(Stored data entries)
<<<<

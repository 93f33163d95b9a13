//! Arena-indexed scheduling problem and solution evaluator.
//!
//! A [`Problem`] resolves ids to positions once per call and precomputes
//! the task × node cost matrices, so schedulers work on plain
//! `Vec<usize>` assignments (node index per task position) and never hash
//! string ids in their inner loops.
//!
//! # Layout
//! All matrices are row-major `tasks × nodes`: entry `t * node_count + n`.

use std::collections::HashMap;

use tracing::debug;

use crate::cost;
use crate::error::{Result, ScheduleError};
use crate::models::{Allocation, FogNode, Solution, Task, TaskDetail, TerminalDevice, Workload};
use crate::scheduler::Algorithm;
use crate::validation::validate_input;

/// A validated placement problem with precomputed costs.
#[derive(Debug, Clone)]
pub struct Problem<'a> {
    tasks: &'a [Task],
    nodes: &'a [FogNode],
    devices: Vec<&'a TerminalDevice>,
    node_ids: HashMap<&'a str, usize>,
    task_ids: HashMap<&'a str, usize>,
    execution: Vec<f64>,
    transmission: Vec<f64>,
    energy: Vec<f64>,
    cost: Vec<f64>,
}

impl<'a> Problem<'a> {
    /// Validates the inputs and precomputes the cost matrices.
    ///
    /// # Errors
    /// - [`ScheduleError::Domain`] for non-positive numeric inputs
    /// - [`ScheduleError::InvalidWorkload`] for structural problems
    /// - [`ScheduleError::NoResourcesAvailable`] when tasks exist but nodes don't
    pub fn new(
        tasks: &'a [Task],
        nodes: &'a [FogNode],
        devices: &'a [TerminalDevice],
    ) -> Result<Self> {
        validate_input(tasks, nodes, devices).map_err(ScheduleError::from_validation)?;
        if !tasks.is_empty() && nodes.is_empty() {
            return Err(ScheduleError::NoResourcesAvailable { tasks: tasks.len() });
        }

        let by_id: HashMap<&str, &TerminalDevice> =
            devices.iter().map(|d| (d.id.as_str(), d)).collect();
        let task_devices: Vec<&TerminalDevice> = tasks
            .iter()
            .map(|t| {
                by_id.get(t.device_id.as_str()).copied().ok_or_else(|| {
                    ScheduleError::domain(format!("task '{}' has no device", t.id))
                })
            })
            .collect::<Result<_>>()?;

        let cells = tasks.len() * nodes.len();
        let mut execution = Vec::with_capacity(cells);
        let mut transmission = Vec::with_capacity(cells);
        let mut energy = Vec::with_capacity(cells);
        let mut weighted = Vec::with_capacity(cells);
        for (task, device) in tasks.iter().zip(&task_devices) {
            for node in nodes {
                execution.push(cost::execution_time(task, node)?);
                transmission.push(cost::transmission_time(task, node)?);
                energy.push(cost::energy_consumption(task, node, device)?);
                weighted.push(cost::weighted_cost(task, node, device)?);
            }
        }

        debug!(tasks = tasks.len(), nodes = nodes.len(), "built scheduling problem");

        Ok(Self {
            tasks,
            nodes,
            devices: task_devices,
            node_ids: nodes.iter().enumerate().map(|(i, n)| (n.id.as_str(), i)).collect(),
            task_ids: tasks.iter().enumerate().map(|(i, t)| (t.id.as_str(), i)).collect(),
            execution,
            transmission,
            energy,
            cost: weighted,
        })
    }

    /// Builds the fog-only problem of a workload.
    pub fn from_workload(workload: &'a Workload) -> Result<Self> {
        Self::new(&workload.tasks, &workload.fog_nodes, &workload.devices)
    }

    /// Number of tasks.
    #[inline]
    pub fn task_count(&self) -> usize {
        self.tasks.len()
    }

    /// Number of fog nodes.
    #[inline]
    pub fn node_count(&self) -> usize {
        self.nodes.len()
    }

    /// Input tasks.
    pub fn tasks(&self) -> &'a [Task] {
        self.tasks
    }

    /// Input fog nodes.
    pub fn nodes(&self) -> &'a [FogNode] {
        self.nodes
    }

    /// Device that originated task `t`.
    pub fn device(&self, t: usize) -> &'a TerminalDevice {
        self.devices[t]
    }

    /// Position of a node id.
    pub fn node_index(&self, id: &str) -> Option<usize> {
        self.node_ids.get(id).copied()
    }

    /// Position of a task id.
    pub fn task_index(&self, id: &str) -> Option<usize> {
        self.task_ids.get(id).copied()
    }

    #[inline]
    fn cell(&self, t: usize, n: usize) -> usize {
        t * self.nodes.len() + n
    }

    /// Execution time of task `t` on node `n` (s).
    #[inline]
    pub fn execution_time(&self, t: usize, n: usize) -> f64 {
        self.execution[self.cell(t, n)]
    }

    /// Transmission time of task `t` to node `n` (s).
    #[inline]
    pub fn transmission_time(&self, t: usize, n: usize) -> f64 {
        self.transmission[self.cell(t, n)]
    }

    /// Total delay of task `t` on node `n` (s).
    #[inline]
    pub fn delay(&self, t: usize, n: usize) -> f64 {
        let c = self.cell(t, n);
        self.execution[c] + self.transmission[c]
    }

    /// Device energy of task `t` on node `n` (J).
    #[inline]
    pub fn energy(&self, t: usize, n: usize) -> f64 {
        self.energy[self.cell(t, n)]
    }

    /// Weighted objective contribution of task `t` on node `n`.
    #[inline]
    pub fn cost(&self, t: usize, n: usize) -> f64 {
        self.cost[self.cell(t, n)]
    }

    /// Whether task `t` meets its deadline on node `n`.
    #[inline]
    pub fn meets_deadline(&self, t: usize, n: usize) -> bool {
        self.delay(t, n) <= self.tasks[t].max_tolerance_time
    }

    /// Objective of an assignment (lower = better).
    pub fn objective(&self, assignment: &[usize]) -> f64 {
        debug_assert_eq!(assignment.len(), self.task_count());
        assignment
            .iter()
            .enumerate()
            .map(|(t, &n)| self.cost(t, n))
            .sum()
    }

    /// Fitness of an assignment (`1 / objective`, higher = better).
    ///
    /// Returns 0 for an empty assignment.
    pub fn fitness(&self, assignment: &[usize]) -> f64 {
        let objective = self.objective(assignment);
        if objective > 0.0 {
            1.0 / objective
        } else {
            0.0
        }
    }

    /// Node with the lowest weighted cost for task `t` (lowest index on ties).
    pub fn cheapest_node(&self, t: usize) -> usize {
        (0..self.node_count())
            .min_by(|&a, &b| self.cost(t, a).total_cmp(&self.cost(t, b)))
            .unwrap_or(0)
    }

    /// Percentage of tasks meeting their deadline under `assignment`.
    pub fn reliability(&self, assignment: &[usize]) -> f64 {
        if assignment.is_empty() {
            return 100.0;
        }
        let on_time = assignment
            .iter()
            .enumerate()
            .filter(|&(t, &n)| self.meets_deadline(t, n))
            .count();
        on_time as f64 / assignment.len() as f64 * 100.0
    }

    /// Turns an assignment into a [`Solution`] with all aggregate metrics.
    ///
    /// # Errors
    /// [`ScheduleError::Domain`] if the assignment does not cover every task
    /// exactly once with a valid node index.
    pub fn evaluate(
        &self,
        algorithm: Algorithm,
        assignment: &[usize],
        convergence: Vec<f64>,
    ) -> Result<Solution> {
        if assignment.len() != self.task_count() {
            return Err(ScheduleError::domain(format!(
                "assignment covers {} task(s), expected {}",
                assignment.len(),
                self.task_count()
            )));
        }
        if let Some((t, &n)) = assignment
            .iter()
            .enumerate()
            .find(|&(_, &n)| n >= self.node_count())
        {
            return Err(ScheduleError::domain(format!(
                "task '{}' assigned to node index {n}, only {} node(s)",
                self.tasks[t].id,
                self.node_count()
            )));
        }
        if self.task_count() == 0 {
            let mut empty = Solution::empty(algorithm);
            empty.convergence = convergence;
            return Ok(empty);
        }

        let allocations = assignment
            .iter()
            .enumerate()
            .map(|(t, &n)| Allocation::new(&self.tasks[t].id, &self.nodes[n].id, n))
            .collect();
        let total_delay = assignment.iter().enumerate().map(|(t, &n)| self.delay(t, n)).sum();
        let total_energy = assignment.iter().enumerate().map(|(t, &n)| self.energy(t, n)).sum();
        let objective = self.objective(assignment);

        Ok(Solution {
            algorithm,
            allocations,
            total_delay,
            total_energy,
            objective,
            fitness: cost::fitness(objective)?,
            reliability: self.reliability(assignment),
            convergence,
        })
    }

    /// Per-task breakdown of a solution produced for this problem.
    ///
    /// Allocations whose node index does not belong to this problem are skipped.
    pub fn details(&self, solution: &Solution) -> Vec<TaskDetail> {
        solution
            .allocations
            .iter()
            .filter_map(|a| {
                let t = self.task_index(&a.task_id)?;
                let n = self.node_index(&a.node_id)?;
                Some(TaskDetail {
                    task_id: a.task_id.clone(),
                    node_id: a.node_id.clone(),
                    execution_time: self.execution_time(t, n),
                    transmission_time: self.transmission_time(t, n),
                    total_delay: self.delay(t, n),
                    energy: self.energy(t, n),
                    meets_deadline: self.meets_deadline(t, n),
                })
            })
            .collect()
    }
}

>>>>

- _What the task asks_: Across the entries above, work out the count of lines that hold the word "does", and state that number alone.

- _Answer to the problem_: 2